I'm also hesitant to dive into this because I really feel like Casper might ACTUALLY flesh this out a bit? I dunno, maybe just wishful thinking on my part! :)

Thanks all!
Matt

alexjdale
Valued Contributor III

If you are looking to solve the restart issue in a policy, you can take a look at my script that forks a restart timer with progress bar (requires CocoaDialog though). https://jamfnation.jamfsoftware.com/discussion.html?id=14940

mbezzo
Contributor III

@alexjdale Very cool - thank you!

mbezzo
Contributor III

Alright so I've been staring at mm2270's code and the patchoo code and I think I'm gonna test patchoo for a bit. (Thanks @loceee!) Question though - which CocoaDialog version are people going with these days? I see loceee has a forked version, there's the 3.0 beta 7 and the release 2.1.1 version. Does it matter? Are any of them more compatible than others? A large majority of my Macs are on 10.11 and I hope to be getting 10.12 started here soon. I've always just used AppleScript dialogs so CD is all new to me.

Thanks!
Matt

millersc
Valued Contributor

3.0 beta 7 is working on our fleet of 10.11.x with no issues currently. Keep us posted on how your testing goes!

mm2270
Legendary Contributor III

cocoaDialog 3.0 beta 7 is actually relatively stable, despite the "beta" name. No major issues with it that I've seen under everything from 10.8 through 10.11. * (other than 2 small ones - see below)
@jhbush1973 had reported on the huge software update trigger thread that he was seeing issues with the progress bar window format under 10.12. However, some basic testing I did under 10.12.0 showed no problems. progressbar continues to work as far as I can tell. My guess is the method I'm using in the script to start and feed the progress bar may be the issue and not cocoaDialog itself, so I'm doing some more tests under 10.12 to see what may need to be adjusted, assuming I can even reproduce the problem that is.
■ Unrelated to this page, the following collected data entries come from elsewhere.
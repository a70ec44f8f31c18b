//! Fake LLM provider for testing.
//!
//! Responses are matched by checking if the prompt contains a registered
//! substring, allowing tests to run without a live Ollama server.

use std::collections::HashMap;
use std::sync::RwLock;

use async_trait::async_trait;

use super::{LlmError, LlmProvider};

/// A canned recipe response in the shape the generation prompt asks for.
pub const CANNED_RECIPE_JSON: &str = r#"{
    "title": "Tomato Basil Pasta",
    "description": "A quick weeknight pasta with fresh tomatoes.",
    "prepTime": 10,
    "cookTime": 20,
    "servings": 4,
    "difficulty": "Easy",
    "ingredients": [
        {"name": "Tomatoes", "amount": "3", "unit": "piece", "notes": "diced"},
        {"name": "Pasta", "amount": "12", "unit": "oz", "notes": null}
    ],
    "instructions": [
        {"step": 1, "text": "Boil the pasta.", "time": 10, "temperature": null, "tips": null},
        {"step": 2, "text": "Simmer the tomatoes and toss.", "time": 10, "temperature": "Medium heat", "tips": "Save some pasta water."}
    ],
    "tags": ["Pasta", "Quick"],
    "nutritionInfo": {"calories": 420, "protein": "14g", "carbs": "70g", "fat": "9g", "fiber": "5g", "sugar": "6g", "sodium": "400mg"}
}"#;

/// A fake LLM provider for testing.
///
/// If no registered substring matches, returns a default response or error.
#[derive(Debug)]
pub struct FakeProvider {
    /// Map of prompt substring -> response
    responses: RwLock<HashMap<String, String>>,
    /// Default response if no match found
    default_response: Option<String>,
    /// What `available()` reports.
    available: bool,
}

impl Default for FakeProvider {
    fn default() -> Self {
        Self {
            responses: RwLock::new(HashMap::new()),
            default_response: Some(CANNED_RECIPE_JSON.to_string()),
            available: true,
        }
    }
}

impl FakeProvider {
    /// Create a new FakeProvider with no registered responses.
    pub fn new() -> Self {
        Self {
            responses: RwLock::new(HashMap::new()),
            default_response: None,
            available: true,
        }
    }

    /// Create a FakeProvider that returns a specific response for prompts
    /// containing a substring.
    pub fn with_response(prompt_contains: &str, response: &str) -> Self {
        let mut provider = Self::new();
        provider.add_response(prompt_contains, response);
        provider
    }

    /// Add a response for prompts containing a specific substring.
    pub fn add_response(&mut self, prompt_contains: &str, response: &str) {
        self.responses
            .write()
            .unwrap()
            .insert(prompt_contains.to_string(), response.to_string());
    }

    /// Set the default response when no pattern matches.
    pub fn with_default_response(mut self, response: &str) -> Self {
        self.default_response = Some(response.to_string());
        self
    }

    /// Make `available()` report false, for exercising fallback paths.
    pub fn unavailable(mut self) -> Self {
        self.available = false;
        self
    }
}

#[async_trait]
impl LlmProvider for FakeProvider {
    async fn complete(&self, prompt: &str) -> Result<String, LlmError> {
        let responses = self.responses.read().unwrap();

        // Find first matching pattern (case-insensitive)
        let prompt_lower = prompt.to_lowercase();
        for (pattern, response) in responses.iter() {
            if prompt_lower.contains(&pattern.to_lowercase()) {
                return Ok(response.clone());
            }
        }

        match &self.default_response {
            Some(response) => Ok(response.clone()),
            None => Err(LlmError::RequestFailed(format!(
                "FakeProvider: No response configured for prompt: {}",
                prompt.chars().take(100).collect::<String>()
            ))),
        }
    }

    async fn available(&self) -> bool {
        self.available
    }

    fn provider_name(&self) -> &'static str {
        "fake"
    }

    fn model_name(&self) -> &str {
        "fake-model"
    }
}

#[cfg(test)]
mod tests {
    use super::*;

    #[tokio::test]
    async fn test_fake_provider_matching() {
        let provider = FakeProvider::with_response("pasta", "noodles");
        let result = provider.complete("Make me some pasta").await.unwrap();
        assert_eq!(result, "noodles");
    }

    #[tokio::test]
    async fn test_fake_provider_case_insensitive() {
        let provider = FakeProvider::with_response("PASTA", "noodles");
        let result = provider.complete("pasta please").await.unwrap();
        assert_eq!(result, "noodles");
    }

    #[tokio::test]
    async fn test_fake_provider_no_match() {
        let provider = FakeProvider::new();
        let result = provider.complete("random prompt").await;
        assert!(result.is_err());
    }

    #[tokio::test]
    async fn test_fake_provider_default_is_canned_recipe() {
        let provider = FakeProvider::default();
        let result = provider.complete("anything").await.unwrap();
        assert!(result.contains("Tomato Basil Pasta"));
    }

    #[tokio::test]
    async fn test_unavailable() {
        let provider = FakeProvider::default().unavailable();
        assert!(!provider.available().await);
    }
}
* The only small issues you may see with 3.0 beta 7 under 10.11 (and maybe 10.10) is that it will sometimes generate a generic error about not being able to set or read some preference settings. Its likely using some very outdated code that the new OSes don't like much. It doesn't stop anything from working, but the error messages end up showing up in the policy log, usually. More of an annoyance than an actual problem it seems.
The other issue is the one that @loceee's fork works on, namely that it can't be called to run over the login window. His fork works on addressing that, but I tend to see other strange errors show up when I've used his fork, so I tend not to use it in favor of the original release myself.

mbezzo
Contributor III

Great! 3 beta 7 it is. Thanks for the info @millersc and @mm2270!

glee_edin
New Contributor

In case it helps anyone in future, I have a script which does pretty much this using just jamfHelper. It allows the user to defer updates that require a reboot for 'x' days after they are first seen. After 'x' days it sets the update to install on logout and just displays a 'reboot' button - it could easily be made more brutal and actually enforce the reboot, but we like to be kind to our users, at least until we see what sort of compliance rates we get.

Use At Your Own Risk etc...

https://github.com/UoE-macOS/jss/blob/master/coreconfig-softwareupdate-run.py

It's known to work on 10.11 and 10.12

kadams
Contributor

@glee_edin , how do we specify quiet hours start and end? How does it know if its AM or PM. What time do you typically install updates at login window?. What are your quiet hours?

glee_edin
New Contributor

Hi @kadams the quiet hours are given as integers in the 24hr clock, and are supposed to be the times that you DO want unattended updates to occur. For example, if you set:

QUIET_HOURS_START to 2300
QUIET_HOURS_END to 0600

you'd be saying you want updates to occur only between 11pm and 6am. Our original intention was to allow users to set their own quiet hours through self-service, in the same way that they can on our Windows desktop, but we haven't got that far yet - at the moment it's just a demo, really. If you're interested in the functionality I'd happily help you get it working.